The game might be played in Annapolis, but it still maintains an identity as Washington’s bowl game (the game’s logo makes that very clear). Both team hotels are in Washington, as are almost all bowl-related events. It might seem like an awkward pairing, but Cole doesn’t believe that’s the case.
“Both DC and Annapolis have very attractive histories and attractions, and I think the teams and fans like being able to take in both places,” he said. “There is some small additional coordination that needs to be done, as the teams were in Washington all week, then had to bus 30 minutes to Annapolis on game day. Our staff was very busy in the weeks leading up to the game, with repeated trips to Annapolis for meetings and planning. But all in all, things went very smoothly. DC and Annapolis are really not that far away from each other, with good roads and reasonable traffic conditions most of the time.”
That’s not to say that there weren’t some glitches.
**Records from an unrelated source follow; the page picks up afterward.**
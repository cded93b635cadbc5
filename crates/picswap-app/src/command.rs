//! Commands typed at the `picswap` prompt.

use std::str::FromStr;

/// One line of player input.
#[derive(Debug, Clone, Copy, PartialEq, Eq)]
pub enum Command {
    /// Swap the tiles at two positions.
    Swap(usize, usize),
    /// Print the board.
    Show,
    /// Report whether the tile at a position is home.
    Check(usize),
    /// Load a fresh image and start over.
    New,
    /// Print the current puzzle's seed.
    Seed,
    /// Write the board and tiles to the export directory.
    Export,
    /// Print the command list.
    Help,
    /// Leave the game.
    Quit,
}

pub const HELP: &str = "\
commands:
  swap A B   swap the tiles at positions A and B (or just `A B`)
  show       print the board
  check N    tell whether the tile at position N is home
  new        load a new image and shuffle again
  seed       print the seed that replays this shuffle
  export     write the board and tiles as PNG files
  help       print this list
  quit       leave";

#[derive(Debug, Clone, PartialEq, Eq, derive_more::Display, derive_more::Error)]
pub enum ParseCommandError {
    #[display("empty command")]
    Empty,
    #[display("unknown command `{_0}`, type `help` for the list")]
    Unknown(#[error(not(source))] String),
    #[display("`{command}` needs {expected} position(s)")]
    ArgumentCount {
        command: &'static str,
        expected: usize,
    },
    #[display("`{_0}` is not a position")]
    InvalidPosition(#[error(not(source))] String),
}

impl FromStr for Command {
    type Err = ParseCommandError;

    fn from_str(s: &str) -> Result<Self, Self::Err> {
        let mut words = s.split_whitespace();
        let Some(head) = words.next() else {
            return Err(ParseCommandError::Empty);
        };
        let rest: Vec<&str> = words.collect();

        // A bare pair of numbers is shorthand for `swap`.
        if head.bytes().all(|b| b.is_ascii_digit()) {
            let mut args = vec![head];
            args.extend(rest);
            let [first, second] = positions::<2>("swap", &args)?;
            return Ok(Self::Swap(first, second));
        }

        let command = match head.to_ascii_lowercase().as_str() {
            "swap" | "s" => {
                let [first, second] = positions::<2>("swap", &rest)?;
                Self::Swap(first, second)
            }
            "check" | "c" => {
                let [position] = positions::<1>("check", &rest)?;
                Self::Check(position)
            }
            "show" | "board" | "b" => no_arguments(Self::Show, "show", &rest)?,
            "new" | "n" => no_arguments(Self::New, "new", &rest)?,
            "seed" => no_arguments(Self::Seed, "seed", &rest)?,
            "export" | "e" => no_arguments(Self::Export, "export", &rest)?,
            "help" | "h" | "?" => Self::Help,
            "quit" | "q" | "exit" => Self::Quit,
            _ => return Err(ParseCommandError::Unknown(head.to_owned())),
        };
        Ok(command)
    }
}

fn positions<const N: usize>(
    command: &'static str,
    args: &[&str],
) -> Result<[usize; N], ParseCommandError> {
    if args.len() != N {
        return Err(ParseCommandError::ArgumentCount {
            command,
            expected: N,
        });
    }
    let mut parsed = [0; N];
    for (slot, arg) in parsed.iter_mut().zip(args) {
        *slot = arg
            .parse()
            .map_err(|_| ParseCommandError::InvalidPosition((*arg).to_owned()))?;
    }
    Ok(parsed)
}

fn no_arguments(
    command: Command,
    name: &'static str,
    args: &[&str],
) -> Result<Command, ParseCommandError> {
    if args.is_empty() {
        Ok(command)
    } else {
        Err(ParseCommandError::ArgumentCount {
            command: name,
            expected: 0,
        })
    }
}
use std::{path::Path, time::Duration};

use image::DynamicImage;
use reqwest::{Proxy, Url, blocking::Client};

use crate::{
    Connectivity, DEFAULT_IMAGE_NAME, ImageDescriptor, ImageOrigin, ImageSource, LoadedImage,
    TcpProbe,
};

/// Image fetched when no source is configured.
pub const DEFAULT_IMAGE_URL: &str = "https://picsum.photos/1024";

/// Default time allowed for a whole image download.
pub const DEFAULT_TIMEOUT: Duration = Duration::from_secs(10);

/// Reasons an image could not be loaded. Never escapes [`ImageLoader::fetch_image`];
/// exposed for [`ImageLoader::try_fetch`].
#[derive(Debug, derive_more::Display, derive_more::Error, derive_more::From)]
pub enum FetchError {
    /// The URL did not parse.
    #[display("invalid image URL {_0:?}")]
    InvalidUrl(#[error(not(source))] String),
    /// The connectivity probe reported the host unreachable.
    #[display("{_0} is not reachable")]
    Offline(#[error(not(source))] Url),
    /// No HTTP client could be built.
    #[display("HTTP client is unavailable")]
    ClientUnavailable,
    /// The request failed or returned a non-success status.
    #[display("request failed: {_0}")]
    Http(#[from] reqwest::Error),
    /// The bytes could not be read or decoded as an image.
    #[display("image decode failed: {_0}")]
    Image(#[from] image::ImageError),
}

/// Loads images over HTTP or from disk, substituting the default image on any
/// failure.
///
/// Before a download the connectivity probe checks the image host. When the
/// host looks unreachable but requests would go through a proxy, the proxy is
/// probed instead, so proxy-only networks still download.
#[derive(Debug)]
pub struct ImageLoader<C = TcpProbe> {
    connectivity: C,
    client: Option<Client>,
    route: Route,
}

/// How downloads reach the network.
#[derive(Debug, Clone, PartialEq, Eq)]
enum Route {
    /// Through the proxies named by the environment, if any.
    Environment,
    /// Direct connections only.
    Direct,
    /// Every request goes through this proxy.
    Proxy(Url),
}

impl<C: Connectivity> ImageLoader<C> {
    /// Creates a loader with the [`DEFAULT_TIMEOUT`].
    #[must_use]
    pub fn new(connectivity: C) -> Self {
        Self::with_timeout(connectivity, DEFAULT_TIMEOUT)
    }

    /// Creates a loader whose downloads give up after `timeout`.
    ///
    /// Requests use the proxies named by `http_proxy`, `https_proxy` and
    /// `all_proxy` (or their upper-case forms).
    #[must_use]
    pub fn with_timeout(connectivity: C, timeout: Duration) -> Self {
        let client = Client::builder().timeout(timeout).build();
        Self {
            connectivity,
            client: client_or_warn(client),
            route: Route::Environment,
        }
    }

    /// Creates a loader that connects directly, ignoring proxy settings in the
    /// environment.
    #[must_use]
    pub fn direct(connectivity: C, timeout: Duration) -> Self {
        let client = Client::builder().timeout(timeout).no_proxy().build();
        Self {
            connectivity,
            client: client_or_warn(client),
            route: Route::Direct,
        }
    }

    /// Creates a loader that sends every request through `proxy`, ignoring
    /// proxy settings in the environment.
    #[must_use]
    pub fn with_proxy(connectivity: C, timeout: Duration, proxy: Url) -> Self {
        let client = Proxy::all(proxy.as_str())
            .and_then(|p| Client::builder().timeout(timeout).proxy(p).build());
        Self {
            connectivity,
            client: client_or_warn(client),
            route: Route::Proxy(proxy),
        }
    }

    /// Loads the image described by `descriptor`, reporting failures.
    ///
    /// # Errors
    ///
    /// Returns a [`FetchError`] describing why the image could not be loaded.
    pub fn try_fetch(&self, descriptor: &ImageDescriptor) -> Result<LoadedImage, FetchError> {
        match descriptor {
            ImageDescriptor::Url(url) => Ok(LoadedImage {
                image: self.download(url)?,
                origin: ImageOrigin::Remote,
            }),
            ImageDescriptor::File(path) => Ok(LoadedImage {
                image: open(path)?,
                origin: ImageOrigin::File,
            }),
            ImageDescriptor::Default => Ok(LoadedImage::fallback()),
        }
    }

    fn download(&self, url: &str) -> Result<DynamicImage, FetchError> {
        let url = Url::parse(url).map_err(|_| FetchError::InvalidUrl(url.to_owned()))?;
        if !self.is_reachable(&url) {
            return Err(FetchError::Offline(url));
        }
        let client = self.client.as_ref().ok_or(FetchError::ClientUnavailable)?;

        log::debug!("downloading image from {url}");
        let bytes = client.get(url).send()?.error_for_status()?.bytes()?;
        log::debug!("downloaded {} bytes", bytes.len());
        Ok(image::load_from_memory(&bytes)?)
    }

    fn is_reachable(&self, url: &Url) -> bool {
        if self.connectivity.is_reachable(url) {
            return true;
        }
        self.proxy_for(url).is_some_and(|proxy| {
            log::debug!("{url} is not reachable directly, probing proxy {proxy}");
            self.connectivity.is_reachable(&proxy)
        })
    }

    fn proxy_for(&self, url: &Url) -> Option<Url> {
        match &self.route {
            Route::Environment => env_proxy(url.scheme(), |key| std::env::var(key).ok()),
            Route::Direct => None,
            Route::Proxy(proxy) => Some(proxy.clone()),
        }
    }
}

fn client_or_warn(client: reqwest::Result<Client>) -> Option<Client> {
    client
        .inspect_err(|err| {
            log::warn!("cannot build HTTP client, only local images will load: {err}");
        })
        .ok()
}

/// Looks up the proxy for `scheme` the way the HTTP client does: the
/// scheme-specific variable first, then `all_proxy`. A value without a scheme
/// is taken as an HTTP proxy.
fn env_proxy(scheme: &str, var: impl Fn(&str) -> Option<String>) -> Option<Url> {
    let keys = [
        format!("{scheme}_proxy"),
        format!("{}_PROXY", scheme.to_ascii_uppercase()),
        "all_proxy".to_owned(),
        "ALL_PROXY".to_owned(),
    ];
    let value = keys
        .iter()
        .filter_map(|key| var(key))
        .map(|value| value.trim().to_owned())
        .find(|value| !value.is_empty())?;
    if value.contains("://") {
        Url::parse(&value).ok()
    } else {
        Url::parse(&format!("http://{value}")).ok()
    }
}

impl<C: Connectivity> ImageSource for ImageLoader<C> {
    fn fetch_image(&self, descriptor: &ImageDescriptor) -> LoadedImage {
        match self.try_fetch(descriptor) {
            Ok(loaded) => {
                log::info!(
                    "loaded {}x{} image from {descriptor}",
                    loaded.image.width(),
                    loaded.image.height()
                );
                loaded
            }
            Err(err) => {
                log::warn!("cannot load image from {descriptor}, using {DEFAULT_IMAGE_NAME}: {err}");
                LoadedImage::fallback()
            }
        }
    }
}

fn open(path: &Path) -> Result<DynamicImage, FetchError> {
    log::debug!("reading image from {}", path.display());
    Ok(image::open(path)?)
}

#[cfg(test)]
mod tests {
    use std::{
        cell::Cell,
        io::{Cursor, Read as _, Write as _},
        net::TcpListener,
        path::PathBuf,
        thread,
    };

    use image::{ImageFormat, Rgb, RgbImage};

    use super::*;
    use crate::{Offline, default_image};

    #[derive(Default)]
    struct CountingProbe {
        calls: Cell<usize>,
    }

    impl Connectivity for CountingProbe {
        fn is_reachable(&self, _url: &Url) -> bool {
            self.calls.set(self.calls.get() + 1);
            true
        }
    }

    fn sample_png() -> Vec<u8> {
        let image = RgbImage::from_fn(6, 4, |x, y| Rgb([u8::try_from(x * 40).unwrap(), u8::try_from(y * 60).unwrap(), 0]));
        let mut bytes = Cursor::new(Vec::new());
        DynamicImage::ImageRgb8(image)
            .write_to(&mut bytes, ImageFormat::Png)
            .unwrap();
        bytes.into_inner()
    }

    // Answers the first HTTP request on a local port with one response, and
    // returns the server's base URL. Connections that close without sending a
    // request, such as reachability probes, are skipped. Also works as a
    // forward proxy, since the request target is ignored.
    fn serve(status: &'static str, body: Vec<u8>) -> Url {
        let listener = TcpListener::bind("127.0.0.1:0").unwrap();
        let addr = listener.local_addr().unwrap();
        thread::spawn(move || {
            for stream in listener.incoming() {
                let Ok(mut stream) = stream else { continue };
                let mut request = Vec::new();
                let mut buf = [0; 1024];
                while !request.windows(4).any(|w| w == b"\r\n\r\n") {
                    match stream.read(&mut buf) {
                        Ok(0) | Err(_) => break,
                        Ok(n) => request.extend_from_slice(&buf[..n]),
                    }
                }
                if request.is_empty() {
                    continue;
                }
                let header = format!(
                    "HTTP/1.1 {status}\r\nContent-Length: {}\r\nConnection: close\r\n\r\n",
                    body.len()
                );
                let _ = stream.write_all(header.as_bytes());
                let _ = stream.write_all(&body);
                break;
            }
        });
        Url::parse(&format!("http://{addr}/")).unwrap()
    }

    fn serve_once(status: &'static str, body: Vec<u8>) -> String {
        serve(status, body).join("image.png").unwrap().to_string()
    }

    // Loopback requests must not be routed through a proxy from the environment.
    fn local_loader() -> ImageLoader<CountingProbe> {
        ImageLoader::direct(CountingProbe::default(), DEFAULT_TIMEOUT)
    }

    fn temp_file(name: &str, contents: &[u8]) -> PathBuf {
        let path = std::env::temp_dir().join(format!("picswap-{}-{name}", std::process::id()));
        std::fs::write(&path, contents).unwrap();
        path
    }

    fn is_default(loaded: &LoadedImage) -> bool {
        loaded.origin.is_fallback() && loaded.image.as_bytes() == default_image().as_bytes()
    }

    #[test]
    fn test_offline_skips_request() {
        let loader = ImageLoader::new(Offline);
        let loaded = loader.fetch_image(&ImageDescriptor::default());
        assert!(is_default(&loaded));
        assert!(matches!(
            loader.try_fetch(&ImageDescriptor::default()),
            Err(FetchError::Offline(_))
        ));
    }

    #[test]
    fn test_invalid_url_is_not_probed() {
        let loader = ImageLoader::new(CountingProbe::default());
        let descriptor = ImageDescriptor::Url("not a url".to_owned());
        assert!(is_default(&loader.fetch_image(&descriptor)));
        assert!(matches!(
            loader.try_fetch(&descriptor),
            Err(FetchError::InvalidUrl(_))
        ));
        assert_eq!(loader.connectivity.calls.get(), 0);
    }

    #[test]
    fn test_download_decodes_image() {
        let url = serve_once("200 OK", sample_png());
        let loader = local_loader();
        let loaded = loader.fetch_image(&ImageDescriptor::Url(url));
        assert!(loaded.origin.is_remote());
        assert_eq!((loaded.image.width(), loaded.image.height()), (6, 4));
        assert_eq!(loader.connectivity.calls.get(), 1);
    }

    #[test]
    fn test_undecodable_download_falls_back() {
        let url = serve_once("200 OK", b"definitely not an image".to_vec());
        let loader = local_loader();
        assert!(matches!(
            loader.try_fetch(&ImageDescriptor::Url(url)),
            Err(FetchError::Image(_))
        ));
    }

    #[test]
    fn test_http_error_falls_back() {
        let url = serve_once("404 Not Found", Vec::new());
        let loader = local_loader();
        assert!(is_default(&loader.fetch_image(&ImageDescriptor::Url(url))));
    }

    #[test]
    fn test_download_through_proxy_when_host_is_unreachable() {
        let proxy = serve("200 OK", sample_png());
        let loader = ImageLoader::with_proxy(
            TcpProbe::new(Duration::from_millis(500)),
            DEFAULT_TIMEOUT,
            proxy,
        );
        let descriptor = ImageDescriptor::Url("http://images.picswap.invalid/image.png".to_owned());

        let loaded = loader.try_fetch(&descriptor).unwrap();
        assert!(loaded.origin.is_remote());
        assert_eq!((loaded.image.width(), loaded.image.height()), (6, 4));
    }

    #[test]
    fn test_unreachable_proxy_is_offline() {
        let proxy = Url::parse("http://127.0.0.1:9/").unwrap();
        let loader = ImageLoader::with_proxy(Offline, DEFAULT_TIMEOUT, proxy);
        let descriptor = ImageDescriptor::Url("http://images.picswap.invalid/image.png".to_owned());
        assert!(matches!(
            loader.try_fetch(&descriptor),
            Err(FetchError::Offline(_))
        ));
    }

    fn vars(pairs: &'static [(&'static str, &'static str)]) -> impl Fn(&str) -> Option<String> {
        move |key| {
            pairs
                .iter()
                .find(|(name, _)| *name == key)
                .map(|(_, value)| (*value).to_owned())
        }
    }

    #[test]
    fn test_env_proxy_lookup() {
        assert_eq!(env_proxy("https", vars(&[])), None);
        assert_eq!(
            env_proxy("https", vars(&[("HTTPS_PROXY", "proxy.local:3128")])),
            Some(Url::parse("http://proxy.local:3128").unwrap())
        );
        assert_eq!(
            env_proxy(
                "http",
                vars(&[("ALL_PROXY", "socks5://gw:1080"), ("http_proxy", "http://web:8080")])
            ),
            Some(Url::parse("http://web:8080").unwrap())
        );
        assert_eq!(
            env_proxy("https", vars(&[("http_proxy", "http://web:8080"), ("all_proxy", " ")])),
            None
        );
    }

    #[test]
    fn test_file_roundtrip_and_fallbacks() {
        let loader = ImageLoader::new(Offline);

        let good = temp_file("good.png", &sample_png());
        let loaded = loader.fetch_image(&ImageDescriptor::File(good.clone()));
        assert!(loaded.origin.is_file());
        assert_eq!((loaded.image.width(), loaded.image.height()), (6, 4));

        let bad = temp_file("bad.png", b"garbage");
        assert!(is_default(&loader.fetch_image(&ImageDescriptor::File(bad.clone()))));

        let missing = std::env::temp_dir().join("picswap-does-not-exist.png");
        assert!(is_default(&loader.fetch_image(&ImageDescriptor::File(missing))));

        let _ = std::fs::remove_file(good);
        let _ = std::fs::remove_file(bad);
    }

    #[test]
    fn test_default_descriptor() {
        let loader = ImageLoader::new(CountingProbe::default());
        assert!(is_default(&loader.fetch_image(&ImageDescriptor::Default)));
        assert_eq!(loader.connectivity.calls.get(), 0);
    }
}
There were reports of traffic problems and long lines for tickets at will call, for example. While Cole didn’t want to get specific as to the nature of any hiccups before the bowl had a chance to conduct a review with its partners/vendors, he did acknowledge that there were a few issues stemming from “the differences between a bowl game and regular season game” and that these issues would be “handled thoroughly and properly.”
In the grand scheme of things, though, these issues were minor. When it came to Annapolis and Navy-Marine Corps Memorial Stadium serving as hosts for the Military Bowl, Cole called it “a terrific success.”
“We have had informal conversations with officials from Maryland and Marshall and all of the feedback has been extremely positive, both from those who had previously attended games at Navy-Marine Corps Memorial Stadium and from those who had never been to the stadium before. The people at Navy and the City of Annapolis could not have been more helpful.”
Postgame reports echoed that sentiment. With great weather, an exciting contest, and the second-largest crowd in the game’s history, the Military Bowl was indeed a success by any measure. The city and stadium that Navy fans are so proud of had a lot to do with it.
Navy doesn’t receive much in the way of direct financial benefit from hosting the Military Bowl, but they do benefit in other important ways. Navy-Marine Corps Memorial Stadium is an ideal showcase for the Naval Academy, and hosting the game put USNA into 2.5 million living rooms in addition to the 30,000 that were in attendance. Hosting the game also reinforced the relationship that Navy football has with the Annapolis business community. The fact that the Naval Academy maintains a facility like NMCMS capable of hosting events like the Military Bowl is a direct, positive influence on the bottom line of local businesses. With the mutual benefit to both the Naval Academy and bowl organizers, hopefully this will be a lasting partnership.